Search code examples
mapreducebigdatacloudamazon-emrpseudocode

Pseudo code to find number of occurrence of characters in a documents


I am trying to write a Pseudo-Code for a MapReduce technique where I need to find the number of occurrence of characters in the document. For example:

m: 1000 times, M: 5000 times, "": 3000 times, \n: 100 times, .:20000 times etc.

Can someone please let me know if this is this correct or I can make it better?

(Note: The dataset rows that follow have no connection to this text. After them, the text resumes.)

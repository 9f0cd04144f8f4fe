use proptest::prelude::*;
use readmap::{analyze_text, count_sentences, count_words, estimate_syllables};

proptest! {
    #[test]
    fn prop_every_word_has_at_least_one_syllable(word in "[ -~]{0,24}") {
        prop_assert!(estimate_syllables(&word) >= 1);
    }

    #[test]
    fn prop_counts_bound_each_other(text in "[ -~]{0,200}") {
        let report = analyze_text(&text);
        prop_assert!(report.counts.polysyllables <= report.counts.words);
        prop_assert!(report.counts.syllables >= report.counts.words);
        prop_assert!(report.counts.sentences >= 1);
        prop_assert!(report.counts.words >= 1);
    }

    #[test]
    fn prop_analysis_is_deterministic(text in "[a-zA-Z .!?]{0,120}") {
        prop_assert_eq!(analyze_text(&text), analyze_text(&text));
    }

    #[test]
    fn prop_joined_words_count_exactly(words in prop::collection::vec("[a-z]{1,8}", 1..10)) {
        let text = words.join(" ");
        prop_assert_eq!(count_words(&text), words.len());
        prop_assert_eq!(count_sentences(&text), 1);
    }

    #[test]
    fn prop_scores_are_finite(text in "[a-zA-Z ,;:'\"-]{0,200}") {
        // Splitting always yields at least one word and sentence, so no
        // formula can divide by zero
        let report = analyze_text(&text);
        prop_assert!(report.scores.ari.is_finite());
        prop_assert!(report.scores.flesch_kincaid.is_finite());
        prop_assert!(report.scores.smog.is_finite());
        prop_assert!(report.scores.coleman_liau.is_finite());
    }
}
use anyhow::Result;
use clap::Parser;
use log::LevelFilter;
use readmap::cli::Cli;

fn main() -> Result<()> {
    let cli = Cli::parse();
    init_logging(cli.verbosity);

    readmap::commands::analyze::analyze_file(&cli.path)
}

fn verbosity_filter(verbosity: u8) -> LevelFilter {
    match verbosity {
        0 => LevelFilter::Warn,
        1 => LevelFilter::Info,
        2 => LevelFilter::Debug,
        _ => LevelFilter::Trace,
    }
}

fn init_logging(verbosity: u8) {
    env_logger::Builder::from_env(env_logger::Env::default())
        .filter_level(verbosity_filter(verbosity))
        .init();
}
pub mod types;

pub use types::{AgeEstimates, ReadabilityReport, ReadabilityScores, TextCounts};
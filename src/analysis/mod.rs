pub mod age;
pub mod formulas;
pub mod syllables;
pub mod tokenize;

use crate::core::{ReadabilityReport, TextCounts};
use log::debug;

/// Run the full pipeline over a loaded document: tokenize, estimate
/// syllables, evaluate the four formulas and map scores to reader ages.
pub fn analyze_text(text: &str) -> ReadabilityReport {
    let totals = syllables::tally(tokenize::split_words(text));
    let counts = TextCounts {
        sentences: tokenize::count_sentences(text),
        words: tokenize::count_words(text),
        characters: tokenize::count_characters(text),
        syllables: totals.syllables,
        polysyllables: totals.polysyllables,
    };
    debug!("counts: {counts:?}");

    let scores = formulas::score_all(&counts);
    let ages = age::map_ages(&scores);

    ReadabilityReport {
        counts,
        scores,
        ages,
        average_age: age::average_age(&ages),
    }
}

#[cfg(test)]
mod tests {
    use super::*;
    use pretty_assertions::assert_eq;

    #[test]
    fn test_counts_for_reference_sentence() {
        let report = analyze_text("The cat sat on the mat.");
        assert_eq!(
            report.counts,
            TextCounts {
                sentences: 2,
                words: 6,
                characters: 18,
                syllables: 6,
                polysyllables: 0,
            }
        );
    }

    #[test]
    fn test_single_sentence_word_count() {
        let report = analyze_text("five little words no punctuation");
        assert_eq!(report.counts.sentences, 1);
        assert_eq!(report.counts.words, 5);
    }

    #[test]
    fn test_empty_document_is_degenerate_not_fatal() {
        let report = analyze_text("");
        assert_eq!(report.counts.sentences, 1);
        assert_eq!(report.counts.words, 1);
        assert_eq!(report.counts.characters, 0);
        // The lone empty token still clamps to one syllable
        assert_eq!(report.counts.syllables, 1);
        assert!(report.scores.ari.is_finite());
    }
}
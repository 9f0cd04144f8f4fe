//! The four readability regressions over aggregate text counts.
//!
//! Inputs are integer counts promoted to `f64`. The split semantics in
//! [`super::tokenize`] guarantee at least one word and one sentence, so the
//! divisions here never hit zero.

use crate::core::{ReadabilityScores, TextCounts};

pub fn automated_readability_index(counts: &TextCounts) -> f64 {
    let characters = counts.characters as f64;
    let words = counts.words as f64;
    let sentences = counts.sentences as f64;
    4.71 * characters / words + 0.5 * words / sentences - 21.43
}

pub fn flesch_kincaid(counts: &TextCounts) -> f64 {
    let words = counts.words as f64;
    let sentences = counts.sentences as f64;
    let syllables = counts.syllables as f64;
    0.39 * words / sentences + 11.8 * syllables / words - 15.59
}

pub fn smog(counts: &TextCounts) -> f64 {
    let polysyllables = counts.polysyllables as f64;
    let sentences = counts.sentences as f64;
    1.043 * (polysyllables * 30.0 / sentences).sqrt() + 3.1291
}

pub fn coleman_liau(counts: &TextCounts) -> f64 {
    let letters_per_100 = counts.characters as f64 / counts.words as f64 * 100.0;
    let sentences_per_100 = counts.sentences as f64 / counts.words as f64 * 100.0;
    0.0588 * letters_per_100 - 0.296 * sentences_per_100 - 15.8
}

pub fn score_all(counts: &TextCounts) -> ReadabilityScores {
    ReadabilityScores {
        ari: automated_readability_index(counts),
        flesch_kincaid: flesch_kincaid(counts),
        smog: smog(counts),
        coleman_liau: coleman_liau(counts),
    }
}

#[cfg(test)]
mod tests {
    use super::*;

    fn counts(
        sentences: usize,
        words: usize,
        characters: usize,
        syllables: usize,
        polysyllables: usize,
    ) -> TextCounts {
        TextCounts {
            sentences,
            words,
            characters,
            syllables,
            polysyllables,
        }
    }

    fn assert_close(actual: f64, expected: f64) {
        assert!(
            (actual - expected).abs() < 1e-9,
            "expected {expected}, got {actual}"
        );
    }

    #[test]
    fn test_ari_reference_value() {
        // "The cat sat on the mat." -> 2 sentences, 6 words, 18 characters
        let c = counts(2, 6, 18, 6, 0);
        assert_close(automated_readability_index(&c), 4.71 * 3.0 + 0.5 * 3.0 - 21.43);
    }

    #[test]
    fn test_flesch_kincaid_reference_value() {
        let c = counts(2, 6, 18, 6, 0);
        assert_close(flesch_kincaid(&c), 0.39 * 3.0 + 11.8 - 15.59);
    }

    #[test]
    fn test_smog_with_no_polysyllables_is_constant() {
        let c = counts(2, 6, 18, 6, 0);
        assert_close(smog(&c), 3.1291);
    }

    #[test]
    fn test_smog_reference_value() {
        let c = counts(10, 0, 0, 0, 12);
        assert_close(smog(&c), 1.043 * 36.0_f64.sqrt() + 3.1291);
    }

    #[test]
    fn test_coleman_liau_reference_value() {
        let c = counts(2, 6, 18, 6, 0);
        let l = 300.0;
        let s = 2.0 / 6.0 * 100.0;
        assert_close(coleman_liau(&c), 0.0588 * l - 0.296 * s - 15.8);
    }
}
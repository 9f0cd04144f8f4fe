//! Heuristic syllable estimation via vowel-run counting.
//!
//! Not linguistically exact: a syllable is approximated as a maximal run of
//! vowel characters, with one subtracted for a silent trailing `e` and a
//! floor of one syllable per word.

fn is_vowel(c: char) -> bool {
    matches!(c, 'a' | 'e' | 'i' | 'o' | 'u' | 'y')
}

/// Lower-case the word and strip sentence delimiters and whitespace.
fn clean_word(word: &str) -> String {
    word.to_ascii_lowercase()
        .chars()
        .filter(|&c| !is_stripped(c))
        .collect()
}

fn is_stripped(c: char) -> bool {
    matches!(c, '!' | '.' | '?') || c.is_whitespace()
}

fn vowel_runs(cleaned: &str) -> i32 {
    let mut runs = 0;
    let mut previous_was_vowel = false;
    for c in cleaned.chars() {
        let vowel = is_vowel(c);
        if vowel && !previous_was_vowel {
            runs += 1;
        }
        previous_was_vowel = vowel;
    }
    runs
}

/// Vowel-run count after the silent-e adjustment, before the clamp to one.
/// Can be zero or negative; words with 3 or more are polysyllabic. An empty
/// cleaned word has no trailing character and adjusts to zero.
fn adjusted_syllables(cleaned: &str) -> i32 {
    let mut count = vowel_runs(cleaned);
    if cleaned.ends_with('e') {
        count -= 1;
    }
    count
}

/// Estimated syllables for one word token. Always at least 1, including for
/// empty tokens produced by the word splitter.
pub fn estimate_syllables(word: &str) -> usize {
    adjusted_syllables(&clean_word(word)).max(1) as usize
}

#[derive(Debug, Clone, Copy, PartialEq, Eq, Default)]
pub struct SyllableTotals {
    pub syllables: usize,
    pub polysyllables: usize,
}

/// Aggregate syllable and polysyllable counts over word tokens.
pub fn tally<'a>(words: impl IntoIterator<Item = &'a str>) -> SyllableTotals {
    let mut totals = SyllableTotals::default();
    for word in words {
        let adjusted = adjusted_syllables(&clean_word(word));
        totals.syllables += adjusted.max(1) as usize;
        if adjusted >= 3 {
            totals.polysyllables += 1;
        }
    }
    totals
}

I have written the Pseudo-Code as shown below:

def Map(documentName, documentContent)
For Character in documentContent
  EmitIntermediate(Character, 1)


def Reduce(Character, Counts)
Char_Count = 0
For count in Counts
   Char_Count += count
Emit(Character,Char_Count)

I referred some of the online available Pseudo-Code for map-reduce technique and wrote this one. For example, they have used to the following Pseudo-Code to find the number of occurrence of the word in a document:

def map(documentName, documentContent):
for line in documentContent:
  words = line.split(" ")
  for word in words:
    EmitIntermediate(word, 1)

def reduce(word, counts):
wordCount = 0
for count in counts:
  wordCount += count
Emit(word, wordCount)

Solution

  • def Map(documentName, documentContent)
    For line in documentContent
      Line_String = line
      For Charcter in Line_String
      EmitIntermediate(Character, 1)
    
    
    def Reduce(Character, Counts)
    Char_Count = 0
    For count in Counts
       Char_Count += count
    Emit(Character,Char_Count)